Spokesman:  Well, the G20 has the financial resources, the economic power, and the scientific know‑how.  If you look at the G20, it’s basically all the countries where vaccines are being produced.  It’s where the money is.  This is an issue of money.  Right?  This is an issue of putting cash behind statements, and it’s an issue of the largest economies and those who produce the vaccines to coordinate their efforts.

This would be done, obviously, with the aim of supporting the UN’s efforts on COVAX, supporting the UN’s work on the ground, but I think the Secretary‑General is being very realistic as to see where the resources are, in a way not unlike John Dillinger.

Question:  But that just… it’s just a different intergovernmental format.  I mean, all those G20 countries are all members of the United Nations.  I don’t understand why you wouldn’t want to take control of it yourself.  [cross talk]

Spokesman:  The G20… it’s not about control.  It’s about efficiency.  And we’ve seen the G20 since its creation take the lead on issues having to do with the global economy, having to do with resources.  So, we feel it’s a natural place for coordination on the financial side and on the scientific side to be done very clearly in full support of the World Health Organization’s work, of the UN’s work, and what we’re… we can… what we hope to be able to achieve on the ground.

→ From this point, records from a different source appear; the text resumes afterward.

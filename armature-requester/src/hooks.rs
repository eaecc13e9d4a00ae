//! Before-request, after-response and error hooks.
//!
//! Hooks are registered on the client and run in registration order.
//! Closures with the matching signature implement the traits directly.

use crate::error::BoxError;
use crate::{HttpClient, HttpClientError, Request, Response};

/// Runs against the assembled wire request right before it is sent.
///
/// An error aborts the whole call: no further hooks run and no retry is
/// attempted.
pub trait BeforeRequestHook: Send + Sync {
    /// Inspect or modify the outgoing request.
    fn before_request(
        &self,
        client: &HttpClient,
        request: &mut reqwest::Request,
    ) -> std::result::Result<(), BoxError>;
}

impl<F> BeforeRequestHook for F
where
    F: Fn(&HttpClient, &mut reqwest::Request) -> std::result::Result<(), BoxError> + Send + Sync,
{
    fn before_request(
        &self,
        client: &HttpClient,
        request: &mut reqwest::Request,
    ) -> std::result::Result<(), BoxError> {
        self(client, request)
    }
}

/// Runs against each received response after classification.
///
/// An error becomes the attempt's terminal error and is handed to the retry
/// condition; later hooks are skipped for that attempt.
pub trait AfterResponseHook: Send + Sync {
    /// Inspect or modify the response.
    fn after_response(
        &self,
        client: &HttpClient,
        response: &mut Response,
    ) -> std::result::Result<(), BoxError>;
}

impl<F> AfterResponseHook for F
where
    F: Fn(&HttpClient, &mut Response) -> std::result::Result<(), BoxError> + Send + Sync,
{
    fn after_response(
        &self,
        client: &HttpClient,
        response: &mut Response,
    ) -> std::result::Result<(), BoxError> {
        self(client, response)
    }
}

/// Notified once per call when the final attempt ended with an error.
///
/// It cannot change the outcome.
pub trait ErrorHook: Send + Sync {
    /// Observe the failure.
    fn on_error(
        &self,
        client: &HttpClient,
        request: &Request<'_>,
        response: Option<&Response>,
        error: &HttpClientError,
    );
}

impl<F> ErrorHook for F
where
    F: Fn(&HttpClient, &Request<'_>, Option<&Response>, &HttpClientError) + Send + Sync,
{
    fn on_error(
        &self,
        client: &HttpClient,
        request: &Request<'_>,
        response: Option<&Response>,
        error: &HttpClientError,
    ) {
        self(client, request, response, error)
    }
}
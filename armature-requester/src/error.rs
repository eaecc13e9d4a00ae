//! Requester error types.

use std::time::Duration;
use thiserror::Error;

use crate::Response;

/// Result type for requester operations.
pub type Result<T> = std::result::Result<T, HttpClientError>;

/// Result of a terminal request verb.
pub type SendResult = std::result::Result<Response, SendError>;

/// Boxed error returned by hooks and codecs.
pub type BoxError = Box<dyn std::error::Error + Send + Sync>;

/// Requester errors.
#[derive(Debug, Error)]
pub enum HttpClientError {
    /// The final URL could not be parsed.
    #[error("URL parse error: {0}")]
    UrlParse(#[from] url::ParseError),

    /// The URL was structurally unusable (bad scheme, cannot carry a query, ...).
    #[error("Invalid URL: {0}")]
    InvalidUrl(String),

    /// The request body could not be encoded.
    #[error("Failed to encode request body: {0}")]
    Encode(String),

    /// Underlying HTTP client error (connect, send, redirect, TLS).
    #[error("HTTP error: {0}")]
    Http(#[from] reqwest::Error),

    /// Connection error reported by a custom transport.
    #[error("Connection error: {0}")]
    Connection(String),

    /// The request deadline elapsed.
    #[error("Request timed out after {0:?}")]
    Timeout(Duration),

    /// The response body could not be read.
    #[error("Failed to read response body: {0}")]
    BodyRead(String),

    /// A before-request hook rejected the request.
    #[error("Before request hook error: {0}")]
    BeforeHook(#[source] BoxError),

    /// An after-response hook rejected the response.
    #[error("After response hook error: {0}")]
    AfterHook(#[source] BoxError),

    /// The success body could not be decoded into the registered result type.
    #[error("Failed to decode success result: {0}")]
    Decode(String),

    /// The request is missing a method or URL.
    #[error("Invalid request: {0}")]
    Validation(String),

    /// I/O error (response output file).
    #[error("I/O error: {0}")]
    Io(#[from] std::io::Error),
}

impl HttpClientError {
    /// Check if this error is caused by the network rather than by the caller.
    pub fn is_retryable(&self) -> bool {
        match self {
            Self::Timeout(_) | Self::Connection(_) | Self::BodyRead(_) => true,
            Self::Http(e) => e.is_timeout() || e.is_connect() || e.is_request(),
            _ => false,
        }
    }

    /// Check if this is a timeout error.
    pub fn is_timeout(&self) -> bool {
        matches!(self, Self::Timeout(_)) || matches!(self, Self::Http(e) if e.is_timeout())
    }

    /// Check if this is a connection error.
    pub fn is_connection(&self) -> bool {
        matches!(self, Self::Connection(_)) || matches!(self, Self::Http(e) if e.is_connect())
    }
}

/// Error returned by a terminal request verb.
///
/// Carries the response of the last attempt whenever a status line was
/// received.
#[derive(Debug, Error)]
#[error("{source}")]
pub struct SendError {
    source: HttpClientError,
    response: Option<Box<Response>>,
}

impl SendError {
    pub(crate) fn new(source: HttpClientError, response: Option<Response>) -> Self {
        Self {
            source,
            response: response.map(Box::new),
        }
    }

    /// The terminal error of the last attempt.
    pub fn error(&self) -> &HttpClientError {
        &self.source
    }

    /// The response of the last attempt, if one was received.
    pub fn response(&self) -> Option<&Response> {
        self.response.as_deref()
    }

    /// Split into the terminal error and the partial response.
    pub fn into_parts(self) -> (HttpClientError, Option<Response>) {
        (self.source, self.response.map(|r| *r))
    }
}

impl From<HttpClientError> for SendError {
    fn from(source: HttpClientError) -> Self {
        Self::new(source, None)
    }
}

Okay.  Sarah Walton and then we’ll go to Evelyn.

And by the way, all the ACT numbers are online on the WHO platform.  So, you can dig down in there.

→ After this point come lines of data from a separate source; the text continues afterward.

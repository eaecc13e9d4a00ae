//! Execution engine: prepare, send, classify, decode and retry.

use std::future::Future;
use std::sync::Arc;
use std::time::Duration;

use base64::Engine;
use http::HeaderValue;
use http::header::{AUTHORIZATION, CONTENT_LENGTH, CONTENT_TYPE, COOKIE, USER_AGENT};
use tokio::time::Instant;
use tracing::{Instrument, debug, warn};

use crate::body::{FormData, encode_body};
use crate::codec::Format;
use crate::error::SendResult;
use crate::response::ResultState;
use crate::transport::Transport;
use crate::{Cookie, DEFAULT_USER_AGENT, HttpClientError, Request, Response, Result, SendError};

/// Bodies longer than this are truncated in debug logs.
const DEBUG_BODY_LIMIT: usize = 300;

/// Absolute bound on a whole call, retries included.
#[derive(Debug, Clone, Copy)]
struct Deadline {
    at: Instant,
    budget: Duration,
}

impl Deadline {
    /// The earlier of the request's timeout and its absolute deadline.
    fn for_request(request: &Request<'_>) -> Option<Self> {
        let now = Instant::now();
        let from_timeout = request.timeout.map(|budget| Self {
            at: now + budget,
            budget,
        });
        let from_deadline = request.deadline.map(|at| Self {
            at,
            budget: at.saturating_duration_since(now),
        });

        match (from_timeout, from_deadline) {
            (Some(a), Some(b)) => Some(if a.at <= b.at { a } else { b }),
            (a, b) => a.or(b),
        }
    }
}

async fn with_deadline<T>(deadline: Option<Deadline>, fut: impl Future<Output = Result<T>>) -> Result<T> {
    match deadline {
        Some(deadline) => tokio::time::timeout_at(deadline.at, fut)
            .await
            .map_err(|_| HttpClientError::Timeout(deadline.budget))?,
        None => fut.await,
    }
}

/// Result of one attempt.
enum Outcome {
    Done(Response),
    Failed(HttpClientError, Option<Response>),
}

impl Outcome {
    fn response(&self) -> Option<&Response> {
        match self {
            Self::Done(response) | Self::Failed(_, Some(response)) => Some(response),
            Self::Failed(_, None) => None,
        }
    }

    fn error(&self) -> Option<&HttpClientError> {
        match self {
            Self::Done(_) => None,
            Self::Failed(error, _) => Some(error),
        }
    }
}

/// Run a validated request through every attempt and return the last outcome.
pub(crate) async fn execute(request: Request<'_>) -> SendResult {
    let span = tracing::info_span!(
        "http_request",
        name = request.span_name.as_deref().unwrap_or("http_request"),
        method = %request.method.as_ref().map_or("-", |m| m.as_str()),
        url = %request.url,
    );
    run(&request).instrument(span).await
}

async fn run(request: &Request<'_>) -> SendResult {
    let client = request.client;
    let config = client.config();
    let deadline = Deadline::for_request(request);

    let transport = match client.transport() {
        Ok(transport) => transport,
        Err(e) => return finalize(request, Outcome::Failed(e, None)),
    };

    let max_attempts = if request.has_stream_body() {
        1
    } else {
        config.retry.max_attempts()
    };

    let mut attempt = 0;
    loop {
        attempt += 1;

        let mut wire = prepare(request)?;

        if config.debug {
            log_request(&wire, attempt, max_attempts);
        } else {
            debug!(attempt, max_attempts, method = %wire.method(), url = %wire.url(), "Sending request");
        }

        for hook in &config.before_request {
            if let Err(e) = hook.before_request(client, &mut wire) {
                warn!(error = %e, "Before request hook failed");
                return Err(HttpClientError::BeforeHook(e).into());
            }
        }

        let outcome = attempt_once(request, &transport, wire, deadline).await;

        if config.debug
            && let Some(response) = outcome.response()
        {
            log_response(response);
        }

        if attempt >= max_attempts || !config.retry.should_retry(outcome.response(), outcome.error()) {
            return finalize(request, outcome);
        }

        let interval = config.retry.interval;
        if let Some(deadline) = deadline
            && Instant::now() + interval >= deadline.at
        {
            debug!(attempt, "Deadline reached, not retrying");
            return finalize(request, outcome);
        }

        debug!(
            attempt,
            delay_ms = interval.as_millis() as u64,
            error = ?outcome.error(),
            status = ?outcome.response().map(Response::status),
            "Retrying request"
        );
        tokio::time::sleep(interval).await;
    }
}

/// Assemble the wire request for one attempt.
fn prepare(request: &Request<'_>) -> Result<reqwest::Request> {
    let config = request.client.config();
    let method = request
        .method
        .clone()
        .ok_or_else(|| HttpClientError::Validation("HTTP method is required".to_string()))?;
    let url = request.final_url()?;

    let encoded = encode_body(
        request.body.as_ref(),
        FormData {
            client: &config.form_data,
            request: &request.form_data,
        },
        &config.codecs,
    )?;

    let stored = request.client.stored_cookies(&url);
    let mut wire = reqwest::Request::new(method, url);
    let headers = wire.headers_mut();

    for (name, value) in config.headers.iter().chain(request.headers.iter()) {
        headers.append(name.clone(), value.clone());
    }

    if !headers.contains_key(USER_AGENT) {
        let user_agent = request
            .user_agent
            .as_deref()
            .or(config.user_agent.as_deref())
            .unwrap_or(DEFAULT_USER_AGENT);
        headers.insert(USER_AGENT, header_value(user_agent)?);
    }

    if let Some(content_type) = encoded.content_type
        && !headers.contains_key(CONTENT_TYPE)
    {
        headers.insert(CONTENT_TYPE, HeaderValue::from_static(content_type));
    }

    if let Some((username, password)) = &request.basic_auth
        && !username.is_empty()
    {
        let credentials = base64::engine::general_purpose::STANDARD.encode(format!("{username}:{password}"));
        headers.insert(AUTHORIZATION, header_value(&format!("Basic {credentials}"))?);
    }

    if let Some(token) = &request.bearer_token
        && !token.is_empty()
    {
        headers.insert(AUTHORIZATION, header_value(&format!("Bearer {token}"))?);
    }

    // reqwest skips the jar once a Cookie header exists, so stored cookies
    // go in first, then client cookies, then request cookies.
    let explicit = Cookie::header_value(config.cookies.iter().chain(request.cookies.iter()));
    if explicit.is_some() {
        let existing = headers.get(COOKIE).and_then(|v| v.to_str().ok()).map(str::to_string);
        let value = [existing, stored, explicit]
            .into_iter()
            .flatten()
            .collect::<Vec<_>>()
            .join("; ");
        headers.insert(COOKIE, header_value(&value)?);
    }

    let progress = request.upload_progress.as_ref();
    if progress.is_some()
        && let Some(len) = encoded.len()
        && len > 0
    {
        headers.insert(CONTENT_LENGTH, HeaderValue::from(len));
    }

    *wire.body_mut() = encoded.into_reqwest(progress);
    Ok(wire)
}

fn header_value(value: &str) -> Result<HeaderValue> {
    HeaderValue::from_str(value).map_err(|e| HttpClientError::Validation(format!("invalid header value: {e}")))
}

/// Send, read, classify, run after-hooks and decode.
async fn attempt_once(
    request: &Request<'_>,
    transport: &Arc<dyn Transport>,
    wire: reqwest::Request,
    deadline: Option<Deadline>,
) -> Outcome {
    let client = request.client;
    let config = client.config();
    let method = wire.method().clone();
    let started = std::time::Instant::now();

    let reply = match with_deadline(deadline, transport.send(wire)).await {
        Ok(reply) => reply,
        Err(e) => {
            debug!(error = %e, "Transport error");
            return Outcome::Failed(e, None);
        }
    };

    let status = reply.status();
    let version = reply.version();
    let url = reply.url().clone();
    let headers = reply.headers().clone();

    let body = with_deadline(deadline, async {
        reply
            .bytes()
            .await
            .map_err(|e| HttpClientError::BodyRead(e.to_string()))
    })
    .await;

    let body = match body {
        Ok(body) => body,
        Err(e) => {
            let response = Response::new(method, url, status, version, headers, Default::default(), started.elapsed());
            return Outcome::Failed(e, Some(response));
        }
    };

    let mut response = Response::new(method, url, status, version, headers, body, started.elapsed());
    let state = config.classifier.classify(&response);
    response.set_state(state);

    if let Some(path) = &request.output
        && let Err(e) = tokio::fs::write(path, response.bytes()).await
    {
        warn!(path = %path.display(), error = %e, "Failed to write response body");
        return Outcome::Failed(e.into(), Some(response));
    }

    for hook in &config.after_response {
        if let Err(e) = hook.after_response(client, &mut response) {
            warn!(error = %e, "After response hook failed");
            return Outcome::Failed(HttpClientError::AfterHook(e), Some(response));
        }
    }

    match decode_results(request, &mut response) {
        Ok(()) => Outcome::Done(response),
        Err(e) => Outcome::Failed(e, Some(response)),
    }
}

/// Decode the body into the registered result type for its state.
///
/// Only a success decode failure is reported; error bodies are best effort.
fn decode_results(request: &Request<'_>, response: &mut Response) -> Result<()> {
    if response.bytes().is_empty() {
        return Ok(());
    }

    let config = request.client.config();
    let format = Format::sniff(response.content_type().unwrap_or_default());

    match response.state() {
        ResultState::Success => {
            if let Some(target) = request.success_result {
                let value = target.decode(&config.codecs, format, response.bytes())?;
                response.set_success_result(value);
            }
        }
        ResultState::Error => {
            if let Some(target) = request.error_result.or(config.common_error_result) {
                match target.decode(&config.codecs, format, response.bytes()) {
                    Ok(value) => response.set_error_result(value),
                    Err(e) => debug!(error = %e, target = ?target, "Ignoring undecodable error body"),
                }
            }
        }
        ResultState::Unknown => {}
    }

    Ok(())
}

/// Notify the error hook and turn the last outcome into the call result.
fn finalize(request: &Request<'_>, outcome: Outcome) -> SendResult {
    match outcome {
        Outcome::Done(response) => Ok(response),
        Outcome::Failed(error, response) => {
            if let Some(hook) = &request.client.config().on_error {
                hook.on_error(request.client, request, response.as_ref(), &error);
            }
            Err(SendError::new(error, response))
        }
    }
}

fn preview(body: &[u8]) -> String {
    let text = String::from_utf8_lossy(body);
    if text.chars().count() <= DEBUG_BODY_LIMIT {
        return text.into_owned();
    }
    let mut truncated: String = text.chars().take(DEBUG_BODY_LIMIT).collect();
    truncated.push_str("...(truncated)");
    truncated
}

fn log_request(wire: &reqwest::Request, attempt: u32, max_attempts: u32) {
    let body = wire
        .body()
        .and_then(|body| body.as_bytes())
        .map(preview)
        .unwrap_or_default();
    debug!(
        attempt,
        max_attempts,
        method = %wire.method(),
        url = %wire.url(),
        headers = ?wire.headers(),
        body = %body,
        "Sending request"
    );
}

fn log_response(response: &Response) {
    debug!(
        status = %response.status_line(),
        proto = %response.proto(),
        duration_ms = response.duration().as_millis() as u64,
        headers = ?response.headers(),
        body = %preview(response.bytes()),
        "Received response"
    );
}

Question:  Hi, Stéphane.  Thank you.  Can you hear me?

Spokesman:  I can.

Question:  Lovely.  And on Myanmar, the UN special rapporteur has warned for the potential of a sudden increase in violence there.  Given that, does the Secretary‑General have hope that the Security Council might return to this issue?

Spokesman:  Well, we definitely hope… first of all, I would say we share those concerns, but we would definitely hope for continued interest in the situation in Myanmar by the Security Council and continued action and a strong voice and unified voice coming out of the Security Council on the situation in Myanmar.

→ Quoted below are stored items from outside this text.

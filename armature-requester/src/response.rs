//! HTTP response snapshot and result classification.

use std::fmt;
use std::time::{Duration, SystemTime};

use bytes::Bytes;
use http::{HeaderMap, Method, StatusCode, Version};
use serde::de::DeserializeOwned;
use url::Url;

use crate::codec::{Codecs, DecodedValue, Format};
use crate::cookie::Cookie;
use crate::{HttpClientError, Result};

/// Outcome class of a response, decided once by the client's classifier.
#[derive(Debug, Clone, Copy, PartialEq, Eq, Default)]
pub enum ResultState {
    /// The request succeeded.
    Success,
    /// The server reported an error.
    Error,
    /// Neither (informational, redirect, or not yet classified).
    #[default]
    Unknown,
}

/// Maps a received response to a [`ResultState`].
pub trait ResultClassifier: Send + Sync {
    /// Classify the response.
    fn classify(&self, response: &Response) -> ResultState;
}

impl<F> ResultClassifier for F
where
    F: Fn(&Response) -> ResultState + Send + Sync,
{
    fn classify(&self, response: &Response) -> ResultState {
        self(response)
    }
}

/// Default classifier: 2xx is success, 4xx and 5xx are errors, the rest unknown.
pub fn default_classifier(response: &Response) -> ResultState {
    let status = response.status().as_u16();
    if (200..300).contains(&status) {
        ResultState::Success
    } else if status >= 400 {
        ResultState::Error
    } else {
        ResultState::Unknown
    }
}

/// HTTP response of one attempt.
pub struct Response {
    method: Method,
    url: Url,
    status: StatusCode,
    version: Version,
    headers: HeaderMap,
    body: Bytes,
    received_at: SystemTime,
    duration: Duration,
    state: ResultState,
    success_result: Option<DecodedValue>,
    error_result: Option<DecodedValue>,
}

impl Response {
    pub(crate) fn new(
        method: Method,
        url: Url,
        status: StatusCode,
        version: Version,
        headers: HeaderMap,
        body: Bytes,
        duration: Duration,
    ) -> Self {
        Self {
            method,
            url,
            status,
            version,
            headers,
            body,
            received_at: SystemTime::now(),
            duration,
            state: ResultState::Unknown,
            success_result: None,
            error_result: None,
        }
    }

    pub(crate) fn set_state(&mut self, state: ResultState) {
        self.state = state;
    }

    pub(crate) fn set_success_result(&mut self, value: DecodedValue) {
        self.success_result = Some(value);
    }

    pub(crate) fn set_error_result(&mut self, value: DecodedValue) {
        self.error_result = Some(value);
    }

    /// Get the status code.
    pub fn status(&self) -> StatusCode {
        self.status
    }

    /// Status line text, e.g. `200 OK`.
    pub fn status_line(&self) -> String {
        match self.status.canonical_reason() {
            Some(reason) => format!("{} {}", self.status.as_u16(), reason),
            None => self.status.as_u16().to_string(),
        }
    }

    /// HTTP version of the response.
    pub fn version(&self) -> Version {
        self.version
    }

    /// Protocol string, e.g. `HTTP/1.1`.
    pub fn proto(&self) -> String {
        format!("{:?}", self.version)
    }

    /// Classification decided when the response was received.
    pub fn state(&self) -> ResultState {
        self.state
    }

    /// True when classified as [`ResultState::Success`].
    pub fn is_success(&self) -> bool {
        self.state == ResultState::Success
    }

    /// True when classified as [`ResultState::Error`].
    pub fn is_error(&self) -> bool {
        self.state == ResultState::Error
    }

    /// Get the response headers.
    pub fn headers(&self) -> &HeaderMap {
        &self.headers
    }

    /// Mutable access for after-response hooks.
    pub fn headers_mut(&mut self) -> &mut HeaderMap {
        &mut self.headers
    }

    /// Get a specific header value.
    pub fn header(&self, name: impl AsRef<str>) -> Option<&str> {
        self.headers
            .get(name.as_ref())
            .and_then(|v| v.to_str().ok())
    }

    /// Final URL of the request that produced this response.
    pub fn url(&self) -> &Url {
        &self.url
    }

    /// Method of the request that produced this response.
    pub fn method(&self) -> &Method {
        &self.method
    }

    /// Get the response body as bytes.
    pub fn bytes(&self) -> &Bytes {
        &self.body
    }

    /// Replace the body (after-response hooks).
    pub fn set_body(&mut self, body: impl Into<Bytes>) {
        self.body = body.into();
    }

    /// Consume the response and return the body as bytes.
    pub fn into_bytes(self) -> Bytes {
        self.body
    }

    /// Body size in bytes.
    pub fn size(&self) -> usize {
        self.body.len()
    }

    /// Get the response body as text.
    pub fn text(&self) -> Result<String> {
        String::from_utf8(self.body.to_vec()).map_err(|e| HttpClientError::Decode(e.to_string()))
    }

    /// Time the response was received.
    pub fn received_at(&self) -> SystemTime {
        self.received_at
    }

    /// Time spent sending the request and reading the response.
    pub fn duration(&self) -> Duration {
        self.duration
    }

    /// Parse the response body as JSON.
    pub fn json<T: DeserializeOwned>(&self) -> Result<T> {
        Codecs::default().decode(Format::Json, &self.body)
    }

    /// Parse the response body as XML.
    pub fn xml<T: DeserializeOwned>(&self) -> Result<T> {
        Codecs::default().decode(Format::Xml, &self.body)
    }

    /// Get the content type if available.
    pub fn content_type(&self) -> Option<&str> {
        self.header(http::header::CONTENT_TYPE)
    }

    /// Get the content length header if available.
    pub fn content_length(&self) -> Option<u64> {
        self.header(http::header::CONTENT_LENGTH)
            .and_then(|v| v.parse().ok())
    }

    fn content_type_contains(&self, needle: &str) -> bool {
        self.content_type().is_some_and(|ct| ct.contains(needle))
    }

    /// Content type is JSON.
    pub fn is_json(&self) -> bool {
        self.content_type_contains("application/json")
    }

    /// Content type is XML.
    pub fn is_xml(&self) -> bool {
        self.content_type_contains("application/xml") || self.content_type_contains("text/xml")
    }

    /// Content type is HTML.
    pub fn is_html(&self) -> bool {
        self.content_type_contains("text/html")
    }

    /// Content type is plain text.
    pub fn is_text(&self) -> bool {
        self.content_type_contains("text/plain")
    }

    /// The `Location` header (redirects).
    pub fn location(&self) -> Option<&str> {
        self.header(http::header::LOCATION)
    }

    /// Cookies set by the server.
    pub fn cookies(&self) -> Vec<Cookie> {
        self.headers
            .get_all(http::header::SET_COOKIE)
            .iter()
            .filter_map(|v| v.to_str().ok())
            .filter_map(Cookie::parse_set_cookie)
            .collect()
    }

    /// The auto-decoded success result, if its type is `T`.
    pub fn success_result<T: 'static>(&self) -> Option<&T> {
        self.success_result.as_ref()?.downcast_ref()
    }

    /// Take the auto-decoded success result out of the response.
    pub fn take_success_result<T: 'static>(&mut self) -> Option<T> {
        take_as(&mut self.success_result)
    }

    /// The auto-decoded error result, if its type is `T`.
    pub fn error_result<T: 'static>(&self) -> Option<&T> {
        self.error_result.as_ref()?.downcast_ref()
    }

    /// Take the auto-decoded error result out of the response.
    pub fn take_error_result<T: 'static>(&mut self) -> Option<T> {
        take_as(&mut self.error_result)
    }
}

fn take_as<T: 'static>(slot: &mut Option<DecodedValue>) -> Option<T> {
    if !slot.as_ref()?.is::<T>() {
        return None;
    }
    slot.take()?.downcast().ok().map(|value| *value)
}

impl fmt::Debug for Response {
    fn fmt(&self, f: &mut fmt::Formatter<'_>) -> fmt::Result {
        f.debug_struct("Response")
            .field("method", &self.method)
            .field("url", &self.url.as_str())
            .field("status", &self.status)
            .field("state", &self.state)
            .field("size", &self.body.len())
            .field("duration", &self.duration)
            .finish_non_exhaustive()
    }
}

#[cfg(test)]
pub(crate) fn test_response(status: u16, headers: &[(&str, &str)], body: &str) -> Response {
    let mut map = HeaderMap::new();
    for (name, value) in headers {
        map.append(
            http::HeaderName::from_bytes(name.as_bytes()).unwrap(),
            http::HeaderValue::from_str(value).unwrap(),
        );
    }
    Response::new(
        Method::GET,
        Url::parse("http://localhost/test").unwrap(),
        StatusCode::from_u16(status).unwrap(),
        Version::HTTP_11,
        map,
        Bytes::from(body.to_string()),
        Duration::from_millis(5),
    )
}

#[cfg(test)]
mod tests {
    use super::*;

    #[derive(Debug, PartialEq, serde::Deserialize)]
    struct User {
        name: String,
        age: u32,
    }

    #[test]
    fn test_default_classifier() {
        for (status, expected) in [
            (100, ResultState::Unknown),
            (200, ResultState::Success),
            (204, ResultState::Success),
            (299, ResultState::Success),
            (301, ResultState::Unknown),
            (399, ResultState::Unknown),
            (400, ResultState::Error),
            (404, ResultState::Error),
            (503, ResultState::Error),
        ] {
            let response = test_response(status, &[], "");
            assert_eq!(default_classifier(&response), expected, "status {status}");
        }
    }

    #[test]
    fn test_state_is_cached_not_derived() {
        let mut response = test_response(200, &[], "");
        assert!(!response.is_success());
        response.set_state(ResultState::Error);
        assert!(response.is_error());
        assert!(!response.is_success());
    }

    #[test]
    fn test_content_type_helpers() {
        let response = test_response(200, &[("content-type", "text/xml; charset=utf-8")], "");
        assert!(response.is_xml());
        assert!(!response.is_json());
        assert!(!response.is_html());

        let response = test_response(200, &[("content-type", "text/plain")], "hi");
        assert!(response.is_text());
        assert_eq!(response.text().unwrap(), "hi");
    }

    #[test]
    fn test_json_and_xml_helpers() {
        let response = test_response(200, &[], r#"{"name":"Jane","age":25}"#);
        let user: User = response.json().unwrap();
        assert_eq!(user, User { name: "Jane".into(), age: 25 });

        let response = test_response(200, &[], "<user><name>Jane</name><age>25</age></user>");
        let user: User = response.xml().unwrap();
        assert_eq!(user.age, 25);
    }

    #[test]
    fn test_status_line_and_proto() {
        let response = test_response(404, &[], "");
        assert_eq!(response.status_line(), "404 Not Found");
        assert_eq!(response.proto(), "HTTP/1.1");
    }

    #[test]
    fn test_cookies_and_location() {
        let response = test_response(
            302,
            &[
                ("set-cookie", "session=abc; Path=/"),
                ("set-cookie", "theme=dark"),
                ("location", "/next"),
            ],
            "",
        );
        let cookies = response.cookies();
        assert_eq!(cookies.len(), 2);
        assert_eq!(cookies[0].name(), "session");
        assert_eq!(cookies[1].value(), "dark");
        assert_eq!(response.location(), Some("/next"));
    }

    #[test]
    fn test_decoded_results_downcast() {
        let mut response = test_response(200, &[], "");
        response.set_success_result(Box::new(User { name: "John".into(), age: 30 }));

        assert!(response.success_result::<String>().is_none());
        assert_eq!(response.success_result::<User>().unwrap().name, "John");
        assert!(response.take_success_result::<String>().is_none());
        assert_eq!(response.take_success_result::<User>().unwrap().age, 30);
        assert!(response.success_result::<User>().is_none());
        assert!(response.error_result::<User>().is_none());
    }
}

Correspondent:  Thank you.

Spokesman:  Okay.  Evelyn?

Question:  Hi, Steph.  Good to see you again.  Excuse me.

Spokesman:  Nice to see you.

Question:  Is there any update on Yemen, on the Houthi offensive to… on the general Houthi offensive and how it affects the UN aid distribution?  [cross talk]

Spokesman:  No.  No, no updates on the situation in Marib, which continues to be a source of worry for us, I think, as we’ve been underscoring.  The fighting there risks creating a new wave of internally displaced people who have already been displaced and, of course, is not conducive to more political talks.

Correspondent:  Thank you.

Spokesman:  You’re welcome.  I don’t see anything else in the chat but if you have a… Stefano?

Question:  Thank you very much, Stéphane.  It’s a question I asked you a month ago.  Now it’s seven months, the death of Mario Paciolla, and unfortunate, especially the family is not satisfied with… with what’s happening.  They even use the word omertà.  Probably is a word everybody knows, is a word when you don’t want the truth coming out, the Mafia uses that word.

So, there is anything that you can say from the UN to help the people that wants the truth for Mario Paciolla that I remind everybody was working for the United Nations in Colombia?

Spokesman:  Look, first of all, we share and understand the anguish of the family, which is more than understandable.  What I will say is that we continue to work very closely with the relevant national authorities, whether it’s the Colombian authorities or the Italian authorities, who have the primary responsibilities for these criminal investigations, and we will continue to do so.

Mr. Bays, you look like you want to say something… or at least ask something.

Question:  Sort of more say something.  It’s not really a proper, substantial question, but it’s about scheduling.  We have a Yemen meeting tomorrow.  You mentioned that we might have a stakeout with the Special Envoy.  How is that proceeding?

Spokesman:  That’s a good question.  I need to check.

Correspondent:  Thank you.

Spokesman:  Okay.  All right.  Mr. [Brenden] Varma, do you want to say something so we can do a wave?

For information media. Not an official record.